Gene editing could make quolls resistant to cane toad toxin
Scientists from de-extinction company Colossal Biosciences and The University of Melbourne have announced a major step forward in their quest to save the endangered northern quoll from the invasive cane toad, using proprietary tools to introduce genetic resistance against the cane toad toxin into marsupial cells.
Quolls are carnivorous marsupials that play a crucial role in the Australian ecosystem as both a scavenger and a primary carnivore. But since the introduction of invasive cane toads to Queensland in the 1930s, northern quolls have seen their populations plummet by 75%. This is because the toads — which have since spread well beyond Queensland into coastal NSW, the Northern Territory’s Top End and the Kimberley region of Western Australia — are an attractive food source for the northern quoll, which is especially vulnerable to the toad’s neurotoxins.
“We need northern quolls to have a balanced ecosystem in mainland Australia,” said Professor Andrew Pask, who leads Melbourne’s Thylacine Integrated Genetic Restoration Research (TIGRR) Lab. “By using Colossal’s technology, we’re giving our conservation partners a fighting chance of succeeding in restoring that balance.”
Observations of other genetically resistant species by Dr Stephen Frankenberg, a member of Pask’s lab, led the researchers to hypothesise that northern quolls could become genetically resistant with a very small genetic intervention. After several years of building resources from northern quoll tissue samples and introducing different genetic edits to the cells of a dunnart, which is closely related to the northern quoll and serves as a useful model species, the combined teams successfully engineered resistance in dunnart cells (which Colossal has used for its research into thylacine de-extinction) by introducing genetic features found in other natural predators of toads. The edited cells are 10-fold more toxin-resistant in the context of cell culture, with the team predicting this resistance will extend to the context of the whole animal.
As a next step in introducing toxin resistance to the northern quoll, the combined Colossal and University of Melbourne team has established eight northern quoll cell lines from pouch young.
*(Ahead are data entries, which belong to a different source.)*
// ===========================================================================
// Tests
// ===========================================================================

#[cfg(test)]
mod tests {
    use super::*;
    use crate::orders::OrderItem;
    use chrono::TimeZone;

    fn test_store() -> SqliteStore {
        SqliteStore::open_in_memory().expect("open in-memory store")
    }

    fn sample_order(code: &str, user_id: i64, branch_id: i64) -> Order {
        Order {
            id: 0,
            code: code.into(),
            user_id,
            user_name: "Dilshod".into(),
            branch_id,
            branch_name: "Chilonzor".into(),
            items: vec![OrderItem {
                product_id: 1,
                name: "Somsa".into(),
                quantity: 2.0,
                unit_type: "piece".into(),
                subtotal: 24_000.0,
            }],
            total: 24_000.0,
            status: OrderStatus::Pending,
            created_at: Utc.with_ymd_and_hms(2025, 6, 1, 9, 0, 0).unwrap(),
            updated_at: Utc.with_ymd_and_hms(2025, 6, 1, 9, 0, 0).unwrap(),
        }
    }

    #[test]
    fn migrations_create_all_tables() {
        let store = test_store();
        let conn = store.conn.lock().unwrap();
        let mut stmt = conn
            .prepare("SELECT name FROM sqlite_master WHERE type='table' ORDER BY name")
            .expect("prepare table list");
        let tables: Vec<String> = stmt
            .query_map([], |row| row.get(0))
            .expect("query tables")
            .filter_map(|r| r.ok())
            .collect();

        for table in ["branches", "categories", "products", "users", "orders"] {
            assert!(tables.contains(&table.to_string()), "missing {table}");
        }
        assert_eq!(schema_version(&conn).unwrap(), CURRENT_SCHEMA_VERSION);
    }

    #[test]
    fn catalog_upsert_get_round_trip() {
        let store = test_store();

        let branch = Branch {
            id: 1,
            name: "Chilonzor".into(),
            location: "Tashkent".into(),
        };
        store.upsert_branch(&branch).expect("upsert branch");
        assert_eq!(store.branch(1).expect("get branch"), Some(branch.clone()));
        assert_eq!(store.branch(99).expect("get missing"), None);

        let category = Category {
            id: 2,
            name: "Hot dishes".into(),
            printer: 1,
            image_url: String::new(),
        };
        store.upsert_category(&category).expect("upsert category");
        assert_eq!(store.category(2).expect("get category"), Some(category));

        let product = Product {
            id: 3,
            name: "Somsa".into(),
            category_id: 2,
            unit_type: "piece".into(),
            image_url: String::new(),
            price: 12_000.0,
            branch_ids: vec![1, 4],
        };
        store.upsert_product(&product).expect("upsert product");
        assert_eq!(store.product(3).expect("get product"), Some(product.clone()));

        // Upsert overwrites in place
        let renamed = Product {
            name: "Somsa (beef)".into(),
            ..product
        };
        store.upsert_product(&renamed).expect("re-upsert product");
        assert_eq!(store.product(3).expect("get product"), Some(renamed));
        assert_eq!(store.list_products().expect("list products").len(), 1);

        let user = User {
            id: 4,
            name: "Dilshod".into(),
            phone: "+998900000000".into(),
            is_admin: false,
            branch_id: Some(1),
        };
        store.upsert_user(&user).expect("upsert user");
        assert_eq!(store.user(4).expect("get user"), Some(user));

        assert!(store.delete_branch(1).expect("delete branch"));
        assert!(!store.delete_branch(1).expect("delete again"));
    }

    #[test]
    fn insert_order_assigns_monotonic_ids() {
        let store = test_store();
        let first = store
            .insert_order(&sample_order("25-06-01-1", 1, 1))
            .expect("insert first");
        let second = store
            .insert_order(&sample_order("25-06-01-2", 1, 1))
            .expect("insert second");
        assert!(second > first);

        let codes: Vec<String> = store
            .list_orders()
            .expect("list orders")
            .into_iter()
            .map(|o| o.code)
            .collect();
        assert_eq!(codes, vec!["25-06-01-1", "25-06-01-2"]);
    }

    #[test]
    fn order_read_is_idempotent() {
        let store = test_store();
        let id = store
            .insert_order(&sample_order("25-06-01-1", 1, 1))
            .expect("insert");
        let first = store.order(id).expect("read once").expect("present");
        let second = store.order(id).expect("read twice").expect("present");
        assert_eq!(first, second);
        assert_eq!(first.items.len(), 1);
        assert_eq!(first.items[0].subtotal, 24_000.0);
    }

    #[test]
    fn update_order_status_persists_and_touches_updated_at() {
        let store = test_store();
        let id = store
            .insert_order(&sample_order("25-06-01-1", 1, 1))
            .expect("insert");

        let later = Utc.with_ymd_and_hms(2025, 6, 1, 9, 5, 0).unwrap();
        store
            .update_order_status(id, OrderStatus::SentToPrinter, later)
            .expect("update status");

        let order = store.order(id).expect("read").expect("present");
        assert_eq!(order.status, OrderStatus::SentToPrinter);
        assert_eq!(order.updated_at, later);

        let missing = store.update_order_status(999, OrderStatus::PrintError, later);
        assert!(matches!(missing, Err(StoreError::NotFound { .. })));
    }

    #[test]
    fn filtered_listing_is_newest_first_and_filterable() {
        let store = test_store();
        let mut early = sample_order("25-06-01-1", 1, 1);
        early.created_at = Utc.with_ymd_and_hms(2025, 6, 1, 8, 0, 0).unwrap();
        let mut late = sample_order("25-06-01-2", 2, 2);
        late.created_at = Utc.with_ymd_and_hms(2025, 6, 1, 12, 0, 0).unwrap();
        late.status = OrderStatus::PrintError;
        let mut other_day = sample_order("25-06-02-1", 1, 1);
        other_day.created_at = Utc.with_ymd_and_hms(2025, 6, 2, 10, 0, 0).unwrap();

        store.insert_order(&early).expect("insert early");
        store.insert_order(&late).expect("insert late");
        store.insert_order(&other_day).expect("insert other day");

        let all = store
            .list_orders_filtered(&OrderFilter::default())
            .expect("list all");
        let codes: Vec<&str> = all.iter().map(|o| o.code.as_str()).collect();
        assert_eq!(codes, vec!["25-06-02-1", "25-06-01-2", "25-06-01-1"]);

        let branch_one = store
            .list_orders_filtered(&OrderFilter {
                branch_id: Some(1),
                ..OrderFilter::default()
            })
            .expect("filter branch");
        assert_eq!(branch_one.len(), 2);

        let failed = store
            .list_orders_filtered(&OrderFilter {
                status: Some(OrderStatus::PrintError),
                ..OrderFilter::default()
            })
            .expect("filter status");
        assert_eq!(failed.len(), 1);
        assert_eq!(failed[0].code, "25-06-01-2");

        let mine = store.orders_by_user(1).expect("orders by user");
        assert_eq!(mine.len(), 2);
        assert_eq!(mine[0].code, "25-06-02-1");
    }
}
//! Zone-file record parsing
//!
//! A zone line is split on whitespace into exactly five fields:
//! `name ttl class type value`. Only lines of that shape (and, when a
//! record-type filter is set, of that type) take part in a diff.

use std::fmt;

use thiserror::Error;

use crate::utils::{NAME_FIELD, RECORD_FIELD_COUNT, TYPE_FIELD, VALUE_FIELD};

/// Why a line was rejected as a record
#[derive(Debug, Clone, PartialEq, Eq, Error)]
pub enum InvalidRecord {
    /// The line did not split into the expected number of fields
    #[error("line has {found} fields, expected {expected}: {line}")]
    FieldCount {
        found: usize,
        expected: usize,
        line: String,
    },

    /// The line is not valid UTF-8
    #[error("line is not valid UTF-8: {line}")]
    Encoding { line: String },

    /// The record type column did not match the configured filter
    #[error("line is not an {expected} record (got {found}): {line}")]
    RecordType {
        expected: String,
        found: String,
        line: String,
    },
}

/// A validated zone record, borrowing its fields from the source line
#[derive(Debug, Clone, Copy, PartialEq, Eq)]
pub struct Record<'a> {
    name: &'a str,
    record_type: &'a str,
    value: &'a str,
}

impl<'a> Record<'a> {
    /// Parse a raw line as read from a zone file
    pub fn parse_bytes(line: &'a [u8], record_type: Option<&str>) -> Result<Self, InvalidRecord> {
        let text = std::str::from_utf8(line).map_err(|_| InvalidRecord::Encoding {
            line: String::from_utf8_lossy(line).into_owned(),
        })?;
        Self::parse(text, record_type)
    }

    /// Parse a line, optionally requiring a specific record type.
    ///
    /// The record type comparison is case-sensitive.
    pub fn parse(line: &'a str, record_type: Option<&str>) -> Result<Self, InvalidRecord> {
        let mut fields = [""; RECORD_FIELD_COUNT];
        let mut found = 0usize;

        for field in line.split_whitespace() {
            if found < RECORD_FIELD_COUNT {
                fields[found] = field;
            }
            found += 1;
        }

        if found != RECORD_FIELD_COUNT {
            return Err(InvalidRecord::FieldCount {
                found,
                expected: RECORD_FIELD_COUNT,
                line: line.to_string(),
            });
        }

        if let Some(expected) = record_type {
            if fields[TYPE_FIELD] != expected {
                return Err(InvalidRecord::RecordType {
                    expected: expected.to_string(),
                    found: fields[TYPE_FIELD].to_string(),
                    line: line.to_string(),
                });
            }
        }

        Ok(Self {
            name: fields[NAME_FIELD],
            record_type: fields[TYPE_FIELD],
            value: fields[VALUE_FIELD],
        })
    }

    /// Owner name (field 0)
    pub fn name(&self) -> &'a str {
        self.name
    }

    /// Record type (field 3)
    pub fn record_type(&self) -> &'a str {
        self.record_type
    }

    /// Record data (field 4)
    pub fn value(&self) -> &'a str {
        self.value
    }
}

impl fmt::Display for Record<'_> {
    fn fmt(&self, f: &mut fmt::Formatter<'_>) -> fmt::Result {
        write!(f, "{} {}", self.name, self.value)
    }
}

#[cfg(test)]
mod tests {
    use super::*;

    #[test]
    fn test_parse_ns_record() {
        let record = Record::parse("example.com. 172800 in ns a.iana-servers.net.", Some("ns"))
            .unwrap();

        assert_eq!(record.name(), "example.com.");
        assert_eq!(record.record_type(), "ns");
        assert_eq!(record.value(), "a.iana-servers.net.");
    }

    #[test]
    fn test_parse_collapses_whitespace() {
        let record = Record::parse("  foo.  \t86400 in  ns   ns1.foo.  ", Some("ns")).unwrap();
        assert_eq!(record.name(), "foo.");
        assert_eq!(record.value(), "ns1.foo.");
    }

    #[test]
    fn test_wrong_field_count() {
        let err = Record::parse("foo. in ns", Some("ns")).unwrap_err();
        assert_eq!(
            err,
            InvalidRecord::FieldCount {
                found: 3,
                expected: 5,
                line: "foo. in ns".to_string(),
            }
        );

        let err = Record::parse("foo. 86400 in ns ns1.foo. extra", None).unwrap_err();
        assert!(matches!(err, InvalidRecord::FieldCount { found: 6, .. }));
    }

    #[test]
    fn test_empty_line_is_invalid() {
        let err = Record::parse("", None).unwrap_err();
        assert!(matches!(err, InvalidRecord::FieldCount { found: 0, .. }));
    }

    #[test]
    fn test_record_type_filter_is_case_sensitive() {
        let err = Record::parse("foo. 86400 in NS ns1.foo.", Some("ns")).unwrap_err();
        assert!(matches!(err, InvalidRecord::RecordType { .. }));

        let err = Record::parse("foo. 86400 in a 192.0.2.1", Some("ns")).unwrap_err();
        assert!(err.to_string().contains("not an ns record"));
    }

    #[test]
    fn test_non_utf8_line_is_invalid() {
        let err = Record::parse_bytes(b"; caf\xe9 comment", None).unwrap_err();
        assert!(matches!(err, InvalidRecord::Encoding { .. }));
        assert!(err.to_string().contains("not valid UTF-8"));

        let record = Record::parse_bytes(b"foo. 86400 in ns ns1.foo.", Some("ns")).unwrap();
        assert_eq!(record.value(), "ns1.foo.");
    }

    #[test]
    fn test_no_filter_accepts_any_type() {
        let record = Record::parse("foo. 86400 in a 192.0.2.1", None).unwrap();
        assert_eq!(record.record_type(), "a");
        assert_eq!(record.to_string(), "foo. 192.0.2.1");
    }
}
use std::io::{self, Write};

use anyhow::{Context, Result};
use clap::ValueEnum;
use colored::Colorize;
use serde::{Deserialize, Serialize};

use crate::core::{DiffError, DiffStats, Edit};

/// Output format options
#[derive(Debug, Clone, Copy, PartialEq, Eq, Default, ValueEnum, Serialize, Deserialize)]
#[serde(rename_all = "lowercase")]
pub enum OutputFormat {
    /// `+ name value` lines, uncolored
    #[default]
    Plain,
    /// `+ name value` lines, green additions and red removals
    Pretty,
    /// One JSON object per edit
    Json,
}

/// Format a single edit, without a trailing newline
pub fn format_edit(edit: &Edit, format: OutputFormat) -> String {
    match format {
        OutputFormat::Plain => edit.to_string(),
        OutputFormat::Pretty => {
            let line = edit.to_string();
            if edit.is_add() {
                line.green().to_string()
            } else {
                line.red().to_string()
            }
        }
        OutputFormat::Json => serde_json::to_string(edit).unwrap_or_else(|_| "{}".to_string()),
    }
}

/// Write every edit to `out`, stopping at the first read failure
///
/// A reader that hangs up early (`zone-diff ... | head`) ends the output
/// quietly; the count covers the edits written before that.
pub fn write_edits<I, W>(edits: I, out: &mut W, format: OutputFormat) -> Result<u64>
where
    I: IntoIterator<Item = Result<Edit, DiffError>>,
    W: Write,
{
    let mut written = 0u64;
    for edit in edits {
        let edit = edit?;
        match writeln!(out, "{}", format_edit(&edit, format)) {
            Ok(()) => written += 1,
            Err(e) if e.kind() == io::ErrorKind::BrokenPipe => {
                tracing::debug!(written, "output closed early");
                return Ok(written);
            }
            Err(e) => return Err(e).context("Failed to write diff output"),
        }
    }

    match out.flush() {
        Err(e) if e.kind() != io::ErrorKind::BrokenPipe => {
            Err(e).context("Failed to write diff output")
        }
        _ => Ok(written),
    }
}

/// Human-readable run summary
pub fn format_stats(stats: &DiffStats, format: OutputFormat) -> String {
    if format == OutputFormat::Json {
        return serde_json::to_string(stats).unwrap_or_else(|_| "{}".to_string());
    }

    let mut output = String::new();
    output.push_str(&format!(
        "left:  {} lines, {} skipped\n",
        stats.left.lines, stats.left.skipped
    ));
    output.push_str(&format!(
        "right: {} lines, {} skipped\n",
        stats.right.lines, stats.right.skipped
    ));

    let adds = format!("{} added", stats.adds);
    let removes = format!("{} removed", stats.removes);
    if format == OutputFormat::Pretty {
        output.push_str(&format!("{}, {}", adds.green(), removes.red()));
    } else {
        output.push_str(&format!("{}, {}", adds, removes));
    }
    output
}
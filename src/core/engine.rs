//! Merge-diff of two sorted zone streams
//!
//! Both inputs must be sorted by whole-line byte order. The engine keeps one
//! validated line per side and repeatedly compares the two heads: equal lines
//! cancel out, the smaller line is unique to its side and is emitted, and once
//! one side runs dry the rest of the other side is drained.
//!
//! Lines are compared as raw bytes. Lines that are not valid records (wrong
//! shape, wrong type, not UTF-8) never take part in the comparison. They are
//! skipped as the cursor advances and logged at debug level.

use std::cmp::Ordering;
use std::fmt;
use std::io;

use serde::{Deserialize, Serialize};
use thiserror::Error;

use super::edit::Edit;
use super::record::Record;
use super::source::LineSource;
use crate::utils::NS_RECORD_TYPE;

/// Which input a line came from
#[derive(Debug, Clone, Copy, PartialEq, Eq)]
pub enum Side {
    /// First input (`-1`)
    Left,
    /// Second input (`-2`)
    Right,
}

impl fmt::Display for Side {
    fn fmt(&self, f: &mut fmt::Formatter<'_>) -> fmt::Result {
        match self {
            Side::Left => write!(f, "left"),
            Side::Right => write!(f, "right"),
        }
    }
}

/// How unique lines are labelled
#[derive(Debug, Clone, Copy, PartialEq, Eq, Default, Serialize, Deserialize)]
#[serde(rename_all = "lowercase")]
pub enum Polarity {
    /// The second input is the newer zone: its unique lines are additions
    #[default]
    Forward,
    /// The first input is the newer zone: its unique lines are additions
    Reverse,
}

impl Polarity {
    fn edit_for(self, side: Side, name: &str, value: &str) -> Edit {
        match (self, side) {
            (Polarity::Forward, Side::Right) | (Polarity::Reverse, Side::Left) => {
                Edit::add(name, value)
            }
            (Polarity::Forward, Side::Left) | (Polarity::Reverse, Side::Right) => {
                Edit::remove(name, value)
            }
        }
    }
}

/// Settings consumed by the engine
#[derive(Debug, Clone, PartialEq, Eq)]
pub struct DiffOptions {
    /// Required value of the record type column, `None` accepts any type
    pub record_type: Option<String>,
    pub polarity: Polarity,
}

impl Default for DiffOptions {
    fn default() -> Self {
        Self {
            record_type: Some(NS_RECORD_TYPE.to_string()),
            polarity: Polarity::Forward,
        }
    }
}

/// Fatal error while diffing
#[derive(Debug, Error)]
pub enum DiffError {
    #[error("failed to read {side} input after line {line}")]
    Read {
        side: Side,
        line: u64,
        #[source]
        source: io::Error,
    },
}

/// Per-input counters
#[derive(Debug, Clone, Copy, Default, PartialEq, Eq, Serialize)]
pub struct SideStats {
    /// Lines read, valid or not
    pub lines: u64,
    /// Lines rejected as records
    pub skipped: u64,
}

/// Counters for a whole run
#[derive(Debug, Clone, Copy, Default, PartialEq, Eq, Serialize)]
pub struct DiffStats {
    pub left: SideStats,
    pub right: SideStats,
    pub adds: u64,
    pub removes: u64,
}

/// One input positioned on its next valid record
///
/// `name` and `value` hold the fields of the current record and are reused
/// from line to line.
struct Cursor<S> {
    source: S,
    side: Side,
    has_record: bool,
    name: String,
    value: String,
}

impl<S: LineSource> Cursor<S> {
    fn new(source: S, side: Side) -> Self {
        Self {
            source,
            side,
            has_record: false,
            name: String::new(),
            value: String::new(),
        }
    }

    /// Advance to the next line that parses as a record, skipping the rest
    fn advance(
        &mut self,
        record_type: Option<&str>,
        stats: &mut SideStats,
    ) -> Result<(), DiffError> {
        loop {
            let more = self.source.advance().map_err(|source| DiffError::Read {
                side: self.side,
                line: self.source.line_number(),
                source,
            })?;

            if !more {
                self.has_record = false;
                return Ok(());
            }
            stats.lines += 1;

            match Record::parse_bytes(self.source.current_line(), record_type) {
                Ok(record) => {
                    self.name.clear();
                    self.name.push_str(record.name());
                    self.value.clear();
                    self.value.push_str(record.value());
                    self.has_record = true;
                    return Ok(());
                }
                Err(reason) => {
                    stats.skipped += 1;
                    tracing::debug!(
                        side = %self.side,
                        line = self.source.line_number(),
                        "skipping {}",
                        reason
                    );
                }
            }
        }
    }

    fn line(&self) -> Option<&[u8]> {
        self.has_record.then(|| self.source.current_line())
    }
}

enum Step {
    /// Heads are equal, both move on
    Both,
    /// The head of this side is unique to it
    Emit(Side),
    /// The other side is exhausted
    Drain(Side),
}

/// Lazy merge-diff over two line sources
///
/// Yields edits in input order. The iterator is fused: after the inputs are
/// exhausted or a read fails it only returns `None`.
pub struct MergeDiff<L, R> {
    left: Cursor<L>,
    right: Cursor<R>,
    options: DiffOptions,
    stats: DiffStats,
    started: bool,
    pending: Option<Side>,
    draining: Option<Side>,
    done: bool,
}

impl<L: LineSource, R: LineSource> MergeDiff<L, R> {
    pub fn new(left: L, right: R, options: DiffOptions) -> Self {
        Self {
            left: Cursor::new(left, Side::Left),
            right: Cursor::new(right, Side::Right),
            options,
            stats: DiffStats::default(),
            started: false,
            pending: None,
            draining: None,
            done: false,
        }
    }

    /// Counters collected so far
    pub fn stats(&self) -> &DiffStats {
        &self.stats
    }

    fn advance(&mut self, side: Side) -> Result<(), DiffError> {
        let record_type = self.options.record_type.as_deref();
        match side {
            Side::Left => self.left.advance(record_type, &mut self.stats.left),
            Side::Right => self.right.advance(record_type, &mut self.stats.right),
        }
    }

    fn emit(&mut self, side: Side) -> Edit {
        let edit = match side {
            Side::Left => self
                .options
                .polarity
                .edit_for(side, &self.left.name, &self.left.value),
            Side::Right => self
                .options
                .polarity
                .edit_for(side, &self.right.name, &self.right.value),
        };

        if edit.is_add() {
            self.stats.adds += 1;
        } else {
            self.stats.removes += 1;
        }
        edit
    }

    fn step(&mut self) -> Result<Option<Edit>, DiffError> {
        if !self.started {
            self.started = true;
            self.advance(Side::Left)?;
            self.advance(Side::Right)?;
        }

        // The cursor behind the last emitted edit moves on lazily
        if let Some(side) = self.pending.take() {
            self.advance(side)?;
        }

        loop {
            let step = match (self.left.line(), self.right.line()) {
                (Some(left), Some(right)) => match left.cmp(right) {
                    Ordering::Equal => Step::Both,
                    // The left line may still match a later right line
                    Ordering::Greater => Step::Emit(Side::Right),
                    Ordering::Less => Step::Emit(Side::Left),
                },
                (Some(_), None) => Step::Drain(Side::Left),
                (None, Some(_)) => Step::Drain(Side::Right),
                (None, None) => return Ok(None),
            };

            let side = match step {
                Step::Both => {
                    self.advance(Side::Left)?;
                    self.advance(Side::Right)?;
                    continue;
                }
                Step::Emit(side) => side,
                Step::Drain(side) => {
                    self.note_drain(side);
                    side
                }
            };

            let edit = self.emit(side);
            self.pending = Some(side);
            return Ok(Some(edit));
        }
    }

    fn note_drain(&mut self, side: Side) {
        if self.draining != Some(side) {
            self.draining = Some(side);
            tracing::debug!(side = %side, "other input exhausted, draining");
        }
    }
}

impl<L: LineSource, R: LineSource> Iterator for MergeDiff<L, R> {
    type Item = Result<Edit, DiffError>;

    fn next(&mut self) -> Option<Self::Item> {
        if self.done {
            return None;
        }

        match self.step() {
            Ok(Some(edit)) => Some(Ok(edit)),
            Ok(None) => {
                self.done = true;
                None
            }
            Err(e) => {
                self.done = true;
                Some(Err(e))
            }
        }
    }
}

impl<L: LineSource, R: LineSource> std::iter::FusedIterator for MergeDiff<L, R> {}
use std::fmt;

use serde::{Deserialize, Serialize};

/// A single difference between the two zones
#[derive(Debug, Clone, PartialEq, Eq, Serialize, Deserialize)]
#[serde(tag = "op", rename_all = "lowercase")]
pub enum Edit {
    /// Record present only in the newer zone
    Add { name: String, value: String },
    /// Record present only in the older zone
    Remove { name: String, value: String },
}

impl Edit {
    pub fn add(name: &str, value: &str) -> Self {
        Edit::Add {
            name: name.to_string(),
            value: value.to_string(),
        }
    }

    pub fn remove(name: &str, value: &str) -> Self {
        Edit::Remove {
            name: name.to_string(),
            value: value.to_string(),
        }
    }

    /// Diff marker: `+` or `-`
    pub fn marker(&self) -> char {
        match self {
            Edit::Add { .. } => '+',
            Edit::Remove { .. } => '-',
        }
    }

    pub fn name(&self) -> &str {
        match self {
            Edit::Add { name, .. } | Edit::Remove { name, .. } => name,
        }
    }

    pub fn value(&self) -> &str {
        match self {
            Edit::Add { value, .. } | Edit::Remove { value, .. } => value,
        }
    }

    pub fn is_add(&self) -> bool {
        matches!(self, Edit::Add { .. })
    }
}

impl fmt::Display for Edit {
    fn fmt(&self, f: &mut fmt::Formatter<'_>) -> fmt::Result {
        write!(f, "{} {} {}", self.marker(), self.name(), self.value())
    }
}

#[cfg(test)]
mod tests {
    use super::*;
    use crate::core::record::Record;

    #[test]
    fn test_display() {
        let record = Record::parse("foo. 86400 in ns ns1.foo.", Some("ns")).unwrap();

        assert_eq!(
            Edit::add(record.name(), record.value()).to_string(),
            "+ foo. ns1.foo."
        );
        assert_eq!(
            Edit::remove(record.name(), record.value()).to_string(),
            "- foo. ns1.foo."
        );
    }

    #[test]
    fn test_json_shape() {
        let edit = Edit::Add {
            name: "foo.".to_string(),
            value: "ns1.foo.".to_string(),
        };

        let json = serde_json::to_string(&edit).unwrap();
        assert_eq!(json, r#"{"op":"add","name":"foo.","value":"ns1.foo."}"#);

        let parsed: Edit = serde_json::from_str(r#"{"op":"remove","name":"a.","value":"b."}"#)
            .unwrap();
        assert!(!parsed.is_add());
        assert_eq!(parsed.name(), "a.");
    }
}
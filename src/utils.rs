//! Shared constants for the zone record layout

/// Number of whitespace-separated fields in a zone record line
pub const RECORD_FIELD_COUNT: usize = 5;

/// Field holding the owner name
pub const NAME_FIELD: usize = 0;

/// Field holding the record type
pub const TYPE_FIELD: usize = 3;

/// Field holding the record data
pub const VALUE_FIELD: usize = 4;

/// Record type compared by default
pub const NS_RECORD_TYPE: &str = "ns";

/// Config value that disables record type filtering
pub const ANY_RECORD_TYPE: &str = "*";

/// Leading bytes of a gzip member
pub const GZIP_MAGIC: [u8; 2] = [0x1f, 0x8b];
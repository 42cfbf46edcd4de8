pub mod cli;
pub mod config;
pub mod core;
pub mod input;
pub mod logging;
pub mod utils;

pub use crate::config::ZoneDiffConfig;
pub use crate::core::{DiffOptions, DiffStats, Edit, LineSource, MergeDiff, Polarity, Record};
pub use crate::input::{open_zone_file, Compression};
//! Configuration for zone-diff
//!
//! Supports loading from `.zone-diff.toml` (working directory) or
//! `~/.config/zone-diff/config.toml` (global).

use std::path::{Path, PathBuf};

use anyhow::{Context, Result};
use serde::{Deserialize, Serialize};

use crate::cli::output::OutputFormat;
use crate::core::{DiffOptions, Polarity};
use crate::input::Compression;
use crate::utils::{ANY_RECORD_TYPE, NS_RECORD_TYPE};

/// Name of the working-directory config file
pub const LOCAL_CONFIG_FILE: &str = ".zone-diff.toml";

/// Full zone-diff configuration file
#[derive(Debug, Clone, PartialEq, Eq, Serialize, Deserialize)]
#[serde(default)]
pub struct ZoneDiffConfig {
    /// Record type to compare, `"*"` for any
    pub record_type: String,

    /// Which input is the newer zone
    pub polarity: Polarity,

    /// How input files are encoded
    pub compression: Compression,

    /// Output format
    pub format: OutputFormat,
}

impl Default for ZoneDiffConfig {
    fn default() -> Self {
        Self {
            record_type: NS_RECORD_TYPE.to_string(),
            polarity: Polarity::Forward,
            compression: Compression::None,
            format: OutputFormat::Plain,
        }
    }
}

impl ZoneDiffConfig {
    /// Load configuration from `dir`, falling back to global config
    pub fn load(dir: &Path) -> Result<Self> {
        let local = Self::local_config_path(dir);
        if local.exists() {
            return Self::load_from_file(&local);
        }

        if let Some(global) = Self::global_config_path() {
            if global.exists() {
                return Self::load_from_file(&global);
            }
        }

        Ok(Self::default())
    }

    /// Load configuration from a specific file
    pub fn load_from_file(path: &Path) -> Result<Self> {
        let content = std::fs::read_to_string(path)
            .with_context(|| format!("Failed to read config file: {}", path.display()))?;

        let config = toml::from_str(&content)
            .with_context(|| format!("Failed to parse config file: {}", path.display()))?;
        tracing::debug!(path = %path.display(), "loaded config");
        Ok(config)
    }

    /// Get global config path (~/.config/zone-diff/config.toml)
    pub fn global_config_path() -> Option<PathBuf> {
        dirs::config_dir().map(|p| p.join("zone-diff").join("config.toml"))
    }

    pub fn local_config_path(dir: &Path) -> PathBuf {
        dir.join(LOCAL_CONFIG_FILE)
    }

    /// Engine settings described by this config
    pub fn diff_options(&self) -> DiffOptions {
        DiffOptions {
            record_type: record_type_filter(&self.record_type),
            polarity: self.polarity,
        }
    }
}

/// Record type filter for a configured type. Blank or `"*"` means any type.
pub fn record_type_filter(record_type: &str) -> Option<String> {
    match record_type.trim() {
        "" | ANY_RECORD_TYPE => None,
        other => Some(other.to_string()),
    }
}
They are now working to reprogram those quoll fibroblasts into induced pluripotent stem cells (iPSCs); once the iPSCs are generated, the scientists can correct the toxin susceptibility at the cellular level. The offspring of these quolls, and their offspring again, should inherit this resistance against cane toad toxins, which theoretically means that no further intervention will be necessary to protect the species.
The team not only hopes that the quolls will become toxin-resistant, but that they will become a primary predator of cane toads and so help to slow the cane toads’ growing population. The researchers also hope to save other threatened species — like goannas, freshwater crocodiles, tiger snakes, red-bellied black snakes and death adders — who also consume and can die from cane toads.
“Innovations like these are desperately needed for conservation today,” said Colossal’s Chief Science Officer, Beth Shapiro.
“Saving the northern quoll both sets a precedent for what is possible using these technologies and creates an opportunity for ecological feedbacks that will allow other Australian species to flourish.”